Wow!!..two doublets..That's getting pretty serious and right up there with the best of them..:T
Did you find a local manufacturer, or did you have to go overseas to get them made.?



> The prisms had to reduced in size due to the angles required for the different glass types to actually cancel the CA, or the prisms would have been HUGE and imposible to make.
> 
> I am working on the new case this week end, and hopefully this lens will have a foot print about the same size as Blu-ray Disc case, so much smaller than the previous lens.


That sounds like it should be a nice compact unit..
How does the weight compare to the previous models?



> No pricing has been set yet, but this lens will be listed about $1900AUD.


That's quite a jump up from the MK.11, but I'm sure it's worth every penny..
It should be an excellent alternative for the US guys..considering our de-valued dollar..


> The image is sharper simply because the colours are converged now and not spread out like they would be with standard prisms. So white lines on a black back ground are now white lines, not white lines with blue and yellow boarders...


That's probably because the lens is now closer to an optical lens, rather than a prismatic lens..

Looking forward to seeing some screenshot's from the new lens..and some closeups of the edges..not showing any CA...

Just one other thing...Has the new lens improved pincushion effect at all.?


----------



## Mark Techer

Prof. said:


> Wow!!..two doublets..That's getting pretty serious and right up there with the best of them..:T


Well that has been my goal from the beginning...



> That sounds like it should be a nice compact unit..
> How does the weight compare to the previous models?


The weight is less but the second glass type is densers, so the prisms still weight a fair amount...



> That's probably because the lens is now closer to an optical lens, rather than a prismatic lens..


Well it is still prismatic, just the prisms are more precise. The surface quality is like chalk and cheese compared to the MKII glass...



> Looking forward to seeing some screenshot's from the new lens..and some closeups of the edges..not showing any CA...


There is a link in the link to some from the James Bond film. I don't think CA can be totally removed as even the projectors lens adds some... 
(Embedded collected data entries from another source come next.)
//! Execution model: deferred units, the interrupt top half and buffer recovery.
//!
//! The driver never spawns threads itself. Deferred per-channel units and recovery tasks are
//! posted to an [`Executor`], which keeps the library independent of the async runtime. A
//! [`TokioExecutor`] is provided behind the `tokio` feature; tests use a manual executor
//! that runs jobs on demand.
//!
//! # Example
//!
//! ```no_run
//! use std::sync::Arc;
//! use asic_knet::runtime::{Executor, TokioExecutor};
//!
//! let exec: Arc<dyn Executor> = Arc::new(TokioExecutor::new(2).unwrap());
//! exec.spawn(Box::new(|| println!("deferred unit")));
//! ```

mod intr;
mod recovery;
mod work;

use std::time::Duration;

pub use intr::{InterruptDispatcher, IrqStatus};
pub(crate) use intr::Deferred;
pub(crate) use recovery::RecoveryTask;
pub use work::WorkItem;

/// A unit of deferred work.
pub type Job = Box<dyn FnOnce() + Send + 'static>;

/// Where deferred units and recovery tasks run.
pub trait Executor: Send + Sync + 'static {
    /// Run a short, non-blocking job.
    fn spawn(&self, job: Job);

    /// Run a job that may sleep.
    fn spawn_blocking(&self, job: Job);

    /// Back-off used by blocking jobs between retries.
    fn sleep(&self, dur: Duration) {
        std::thread::sleep(dur);
    }
}

#[cfg(feature = "tokio")]
pub use tokio_exec::TokioExecutor;

#[cfg(feature = "tokio")]
mod tokio_exec {
    use std::io;

    use tokio::runtime::{Builder, Handle, Runtime};
    use tracing::debug;

    use super::{Executor, Job};

    /// Executor backed by a multi-thread tokio runtime.
    pub struct TokioExecutor {
        handle: Handle,
        // Held so the worker threads outlive the driver.
        rt: Option<Runtime>,
    }

    impl TokioExecutor {
        /// Build a dedicated runtime with `workers` threads.
        pub fn new(workers: usize) -> io::Result<Self> {
            let rt = Builder::new_multi_thread()
                .worker_threads(workers.max(1))
                .thread_name("knet-worker")
                .build()?;
            debug!(workers, "tokio executor started");
            Ok(Self {
                handle: rt.handle().clone(),
                rt: Some(rt),
            })
        }

        /// Run on an existing runtime.
        pub fn from_handle(handle: Handle) -> Self {
            Self { handle, rt: None }
        }
    }

    impl std::fmt::Debug for TokioExecutor {
        fn fmt(&self, f: &mut std::fmt::Formatter<'_>) -> std::fmt::Result {
            f.debug_struct("TokioExecutor")
                .field("owned", &self.rt.is_some())
                .finish()
        }
    }

    impl Executor for TokioExecutor {
        fn spawn(&self, job: Job) {
            self.handle.spawn(async move { job() });
        }

        fn spawn_blocking(&self, job: Job) {
            self.handle.spawn_blocking(job);
        }
    }

    impl Drop for TokioExecutor {
        fn drop(&mut self) {
            if let Some(rt) = self.rt.take() {
                rt.shutdown_background();
            }
        }
    }
}
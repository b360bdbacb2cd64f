//! Low-level API: error types and hardware access.

pub mod error;
pub mod hw;

pub use error::{BoxError, Errno, Error, Result};
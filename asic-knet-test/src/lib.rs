//! Test support for `asic-knet`: a simulated ASIC and recording host collaborators.

pub mod frame;
pub mod host;
pub mod sim;

use std::sync::Arc;

use asic_knet::runtime::Executor;
use asic_knet::{ChipGeometry, DriverConfig, Knet, KnetBuilder};

pub use host::{ManualExecutor, RecordingSink, RecordingStack};
pub use sim::{SimAsic, SimError};

/// Small geometry: one RX and one TX channel with 8-slot rings.
pub fn tiny_geometry() -> ChipGeometry {
    ChipGeometry {
        rx_channels: 1,
        tx_channels: 1,
        total_channels: 4,
        ring_size: 8,
        frag_size: 2048,
        ..ChipGeometry::nb()
    }
}

/// Install a fmt subscriber honoring `RUST_LOG`. Safe to call from every test.
pub fn init_tracing() {
    let _ = tracing_subscriber::fmt()
        .with_env_filter(
            tracing_subscriber::EnvFilter::try_from_default_env()
                .unwrap_or_else(|_| tracing_subscriber::EnvFilter::new("info")),
        )
        .with_ansi(false)
        .with_test_writer()
        .try_init();
}

/// A driver instance wired to simulated hardware.
pub struct Harness {
    pub knet: Knet,
    pub dev: Arc<SimAsic>,
    pub exec: Arc<ManualExecutor>,
    pub stack: Arc<RecordingStack>,
    pub sink: Arc<RecordingSink>,
}

impl Harness {
    /// Build over [`tiny_geometry`] with defaults otherwise.
    pub fn new() -> Self {
        Self::with_config(DriverConfig::new().geometry(tiny_geometry()))
    }

    pub fn with_config(config: DriverConfig) -> Self {
        init_tracing();
        let exec = Arc::new(ManualExecutor::new());
        let (knet, dev, stack, sink) = build(config, exec.clone());
        Self {
            knet,
            dev,
            exec,
            stack,
            sink,
        }
    }

    /// Take one interrupt and run every deferred unit it caused.
    pub fn service(&self) -> usize {
        self.knet.handle_irq();
        self.exec.run_pending()
    }

    /// Receive `frame` on `ch` and process it to completion.
    pub fn receive(&self, ch: u32, frame: &[u8]) {
        self.dev.inject_rx(ch, frame).expect("inject rx");
        self.service();
    }

    /// Complete every queued transmit on `ch` and reclaim it.
    pub fn flush_tx(&self, ch: u32) -> Vec<Vec<u8>> {
        self.dev.complete_tx(ch);
        self.service();
        self.dev.take_tx().into_iter().map(|(_, f)| f).collect()
    }
}

impl Default for Harness {
    fn default() -> Self {
        Self::new()
    }
}

/// Build a driver over a fresh [`SimAsic`] with `exec`.
pub fn build(
    config: DriverConfig,
    exec: Arc<dyn Executor>,
) -> (Knet, Arc<SimAsic>, Arc<RecordingStack>, Arc<RecordingSink>) {
    let dev = Arc::new(SimAsic::new(config.geometry.clone()));
    let stack = Arc::new(RecordingStack::new());
    let sink = Arc::new(RecordingSink::new());
    let knet = KnetBuilder::new()
        .config(config)
        .device(dev.clone())
        .net_stack(stack.clone())
        .broadcast_sink(sink.clone())
        .executor(exec)
        .build()
        .expect("build knet");
    (knet, dev, stack, sink)
}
> Just one other thing...Has the new lens improved pincushion effect at all.?


The key to reducing pincusion is to increase the TR, so some is still there, the but the amount is too small to worry about. Right now for testing, I am projecting onto a solid flat scope screen. My Curved AT Scope screen is in storage...

Mark


----------



## Prof.

I should have read your Blog more carefully...I missed the link to the screenshots..:R
Very nice shots..I can just see a little a bit of CA on the back of his chair in the second shot..Certainly nothing to worry about..

I must take those same shots with my lens, to see how bad my CA is. :bigsmile:..


----------



## Mark Techer

Prof. said:


> I should have read your Blog more carefully...I missed the link to the screenshots..:R
> Very nice shots..I can just see a little a bit of CA on the back of his chair in the second shot..Certainly nothing to worry about..
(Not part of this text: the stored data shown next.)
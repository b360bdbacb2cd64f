use std::fmt;

use crate::dma::{AllocError, DmaError};
use crate::tx::TxError;

pub type Errno = nix::errno::Errno;

/// A boxed error produced by an external collaborator (network stack, broadcast facility).
pub type BoxError = Box<dyn std::error::Error + Send + Sync>;

/// Result type alias for control-plane operations.
pub type Result<T> = std::result::Result<T, Error>;

/// Errors surfaced synchronously to control-plane callers.
///
/// Data-path failures never show up here; they are counted and dropped.
#[derive(Debug)]
pub enum Error {
    /// Channel index out of range or of the wrong class.
    InvalidChannel(u32),
    /// Logical port, slice or port-within-slice out of range.
    InvalidPort(u32),
    /// A malformed argument.
    InvalidArgument(&'static str),
    /// A name exceeds the fixed name length.
    NameTooLong,
    /// An entry with the same name or binding already exists.
    Exists,
    /// No entry with the given id or name.
    NotFound,
    /// The id space of a table is exhausted.
    TableFull,
    /// A bounded wait expired.
    TimedOut,
    /// The channel has not been initialized.
    NotReady,
    /// Buffer allocation failed.
    Alloc(AllocError),
    /// DMA mapping failed.
    Dma(DmaError),
    /// Transmit was rejected.
    Tx(TxError),
    /// The external collaborator rejected a registration.
    Registration(BoxError),
}

impl Error {
    /// Map onto an errno for an ioctl-style front end.
    pub fn errno(&self) -> Errno {
        match self {
            Error::InvalidChannel(_) | Error::InvalidPort(_) | Error::InvalidArgument(_) => {
                Errno::EINVAL
            }
            Error::NameTooLong => Errno::ENAMETOOLONG,
            Error::Exists => Errno::EEXIST,
            Error::NotFound => Errno::ENODATA,
            Error::TableFull => Errno::ENOSPC,
            Error::TimedOut => Errno::EAGAIN,
            Error::NotReady => Errno::ENODEV,
            Error::Alloc(_) => Errno::ENOMEM,
            Error::Dma(_) => Errno::EFAULT,
            Error::Tx(e) => e.errno(),
            Error::Registration(_) => Errno::EFAULT,
        }
    }
}

impl fmt::Display for Error {
    fn fmt(&self, f: &mut fmt::Formatter<'_>) -> fmt::Result {
        match self {
            Error::InvalidChannel(ch) => write!(f, "invalid channel {ch}"),
            Error::InvalidPort(p) => write!(f, "invalid port {p}"),
            Error::InvalidArgument(what) => write!(f, "invalid argument: {what}"),
            Error::NameTooLong => write!(f, "name too long"),
            Error::Exists => write!(f, "entry already exists"),
            Error::NotFound => write!(f, "entry not found"),
            Error::TableFull => write!(f, "no free id"),
            Error::TimedOut => write!(f, "timed out"),
            Error::NotReady => write!(f, "channel not initialized"),
            Error::Alloc(e) => write!(f, "allocation failed: {e}"),
            Error::Dma(e) => write!(f, "dma mapping failed: {e}"),
            Error::Tx(e) => write!(f, "transmit failed: {e}"),
            Error::Registration(e) => write!(f, "registration rejected: {e}"),
        }
    }
}

impl std::error::Error for Error {
    fn source(&self) -> Option<&(dyn std::error::Error + 'static)> {
        match self {
            Error::Alloc(e) => Some(e),
            Error::Dma(e) => Some(e),
            Error::Tx(e) => Some(e),
            Error::Registration(e) => Some(&**e),
            _ => None,
        }
    }
}

impl From<AllocError> for Error {
    fn from(e: AllocError) -> Self {
        Error::Alloc(e)
    }
}

impl From<DmaError> for Error {
    fn from(e: DmaError) -> Self {
        Error::Dma(e)
    }
}

impl From<TxError> for Error {
    fn from(e: TxError) -> Self {
        Error::Tx(e)
    }
}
Thanks Prof. What I have found is that the BenQ's lens actually exhibits some CA itself. Since those shots were taken, I have re-aligned the prisms and clamped them in a make shift case and there is no CA to be seen. I found what appeared to be CA, but when I removed the lens, the blue and yellow line was still on screen. Because the lens optically expands the image, the lines appeared much worse and looked like CA... 
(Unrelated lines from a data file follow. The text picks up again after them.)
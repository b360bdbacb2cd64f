//! Multi-fragment reassembly on the RX path.
//!
//! Fragment buffers are 128 bytes here, so ordinary frames span several descriptors.

use asic_knet::DriverConfig;
use asic_knet::dma::ChannelState;
use asic_knet::rx::SopPolicy;
use asic_knet_test::frame::{HOST_MAC, PEER_MAC, RxHeader, device_frame, eth_frame};
use asic_knet_test::{Harness, tiny_geometry};

use serial_test::serial;

const FRAG: usize = 128;

fn harness(policy: SopPolicy) -> (Harness, u32) {
    let h = Harness::with_config(
        DriverConfig::new()
            .geometry(tiny_geometry())
            .frag_size(FRAG)
            .sop_policy(policy),
    );
    let id = h.knet.create_netif("swp3", 3, HOST_MAC).unwrap();
    h.knet.start_rx().unwrap();
    (h, id)
}

#[test]
#[serial]
fn three_fragments_make_one_packet() {
    let (h, id) = harness(SopPolicy::Restart);
    let l2 = eth_frame(HOST_MAC, PEER_MAC, 0x0800, 300);
    let frame = device_frame(&RxHeader::new(3, 7), &l2);
    assert_eq!(frame.len(), 356);

    assert_eq!(h.dev.inject_rx(0, &frame), Ok(3));
    h.service();

    let got = h.stack.take_received();
    assert_eq!(got.len(), 1);
    assert_eq!(got[0].0, h.knet.netif(id).unwrap().ifindex);
    assert_eq!(&got[0].1[..], &l2[..]);

    let c = h.knet.channel_counters(0).unwrap();
    assert_eq!(c.packets, 1);
    assert_eq!(c.bytes, 356);
    assert_eq!(c.assembly_errors, 0);
    let n = h.knet.netif_counters(id).unwrap();
    assert_eq!(n.rx_packets, 1);
    assert_eq!(n.rx_bytes, 300);
    assert_eq!(h.knet.buffers_outstanding(), 8);
}

#[test]
#[serial]
fn fragment_without_start_is_dropped() {
    let (h, _) = harness(SopPolicy::Restart);
    h.dev.inject_rx_fragment(0, &[0u8; 64], false, true, false).unwrap();
    h.service();

    let c = h.knet.channel_counters(0).unwrap();
    assert_eq!(c.assembly_errors, 1);
    assert_eq!(c.packets, 0);
    assert!(h.stack.take_received().is_empty());
    assert_eq!(h.knet.buffers_outstanding(), 8);
}

#[test]
#[serial]
fn oversized_descriptor_is_dropped() {
    let (h, id) = harness(SopPolicy::Restart);
    let l2 = eth_frame(HOST_MAC, PEER_MAC, 0x0800, 300);
    let frame = device_frame(&RxHeader::new(3, 7), &l2);

    // An open packet is discarded along with the bad fragment.
    h.dev.inject_rx_fragment(0, &frame[..FRAG], true, false, false).unwrap();
    h.dev.inject_rx_bad_size(0, 4096).unwrap();
    h.service();

    let c = h.knet.channel_counters(0).unwrap();
    assert_eq!((c.packets, c.dropped, c.assembly_errors), (0, 1, 1));
    assert!(h.stack.take_received().is_empty());
    assert_eq!(h.knet.buffers_outstanding(), 8);
    assert_eq!(h.knet.channel_info(0).unwrap().state, Some(ChannelState::Armed));
    assert!(!h.dev.irq_masked(0));

    h.receive(0, &frame);
    let got = h.stack.take_received();
    assert_eq!(got.len(), 1);
    assert_eq!(got[0].0, h.knet.netif(id).unwrap().ifindex);
    assert_eq!(&got[0].1[..], &l2[..]);
}

#[test]
#[serial]
fn restart_on_unexpected_start() {
    let (h, _) = harness(SopPolicy::Restart);
    let frame = device_frame(
        &RxHeader::new(3, 7),
        &eth_frame(HOST_MAC, PEER_MAC, 0x0800, 300),
    );

    // Head of a packet whose tail never arrives.
    h.dev.inject_rx_fragment(0, &frame[..FRAG], true, false, false).unwrap();
    h.dev.inject_rx(0, &frame).unwrap();
    h.service();

    let c = h.knet.channel_counters(0).unwrap();
    assert_eq!(c.assembly_errors, 1);
    assert_eq!(c.packets, 1);
    assert_eq!(h.stack.take_received().len(), 1);
}

#[test]
#[serial]
fn strict_policy_skips_to_next_end() {
    let (h, _) = harness(SopPolicy::Strict);
    let frame = device_frame(
        &RxHeader::new(3, 7),
        &eth_frame(HOST_MAC, PEER_MAC, 0x0800, 300),
    );

    h.dev.inject_rx_fragment(0, &frame[..FRAG], true, false, false).unwrap();
    h.dev.inject_rx(0, &frame).unwrap();
    h.service();
    // The partial packet and the frame that interrupted it are both gone.
    assert_eq!(h.knet.channel_counters(0).unwrap().packets, 0);
    assert_eq!(h.knet.channel_counters(0).unwrap().assembly_errors, 1);

    h.receive(0, &frame);
    assert_eq!(h.knet.channel_counters(0).unwrap().packets, 1);
    assert_eq!(h.stack.take_received().len(), 1);
}

#[test]
#[serial]
fn packet_wraps_the_ring() {
    let (h, _) = harness(SopPolicy::Restart);
    let frame = device_frame(
        &RxHeader::new(3, 7),
        &eth_frame(HOST_MAC, PEER_MAC, 0x0800, 300),
    );
    // Three descriptors per frame on an 8-slot ring: the fourth frame crosses slot 7.
    for _ in 0..4 {
        h.receive(0, &frame);
    }
    assert_eq!(h.knet.channel_counters(0).unwrap().packets, 4);
    assert_eq!(h.stack.take_received().len(), 4);
    let info = h.knet.channel_info(0).unwrap();
    assert_eq!(info.pop_idx, 12 % 8);
}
> I must take those same shots with my lens, to see how bad my CA is. :bigsmile:..


I have tried to take a screen shots using the MKII and then the MK3. The shots didn't quite work out (PC issue) and I will try again, but what a difference the new lens makes...

Mark


----------



## Prof.

Mark Techer said:


> What I have found is that the BenQ's lens actually exhibits some CA itself.


Mark..I'm very surprised to hear that..
A good quality multi-element, optical glass lens shouldn't have any chromatic or spherical aberrations..
By that account, it would seem that Benq (and probably others) are using very basic, low number of elements in their projector lenses..
I guess that's one of the reasons you pay big money for the top line projectors..A lot of that extra cost is for a better quality lens system..

Any idea of how many elements Benq use in their lens on the W5000.?


----------



## Mark Techer

Sorry Prof, I have no idea, but I do know that they changed the lenses from the W9000/W10000 range (which used the same quality optics as the infamous PE8720) when they were electroniclly controlled to a new lens for the W5000 and W20000 which is now manual zoom and focus. There were many faults reported with the first batches including CA and even visible scratches that can be seen on screen. Mine has one on the left side of the screen about an inch from the left side masking. The new 4 element anamorphic lens shows this clearly, where the previous 2 element lens did not. 

I am not sure if that should have been covered under warranty (it probably should have been) but it does not bother me unless I look for it and it is really only visible during static image like a grey field during calibration, not during actual video.

I don't intend to keep this projector that long, so I am not that worried about it at this point in time.

Mark


----------



## Prof.

Mark Techer said:


> There were many faults reported with the first batches including CA and even visible scratches that can be seen on screen. Mine has one on the left side of the screen about an inch from the left side masking.


Wow!! scratches!!.. That's pretty bad..It makes you wonder just what sort of quality control they have!




> The new 4 element anamorphic lens shows this clearly, where the previous 2 element lens did not.


That speaks highly for the new design..:T 




> I don't intend to keep this projector that long, so I am not that worried about it at this point in time.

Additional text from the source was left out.